[[ Task material, beginning ]]

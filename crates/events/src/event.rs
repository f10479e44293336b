use chrono::{DateTime, Utc};

/// A domain-agnostic event.
///
/// Events are:
/// - **immutable** (treat them as facts)
/// - **versioned** (schema evolution)
/// - designed to be **append-only**
pub trait Event: Clone + core::fmt::Debug + Send + Sync + 'static {
    /// Stable event name/type identifier (e.g. "users.user.registered").
    fn event_type(&self) -> &'static str;

    /// Schema version for this event type.
    fn version(&self) -> u32;

    /// When the event occurred (business time).
    fn occurred_at(&self) -> DateTime<Utc>;
}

[[ Task material, end ]]

**Aim of the exercise:**
Exactly as they appear above, output the lines of the data from the first through the one that contains "to be **append-only**", and only those lines.

**Result below:**
filename crates/events/src/event.rs
repository f10479e44293336b
use chrono::{DateTime, Utc};

/// A domain-agnostic event.
///
/// Events are:
/// - **immutable** (treat them as facts)
/// - **versioned** (schema evolution)
/// - designed to be **append-only**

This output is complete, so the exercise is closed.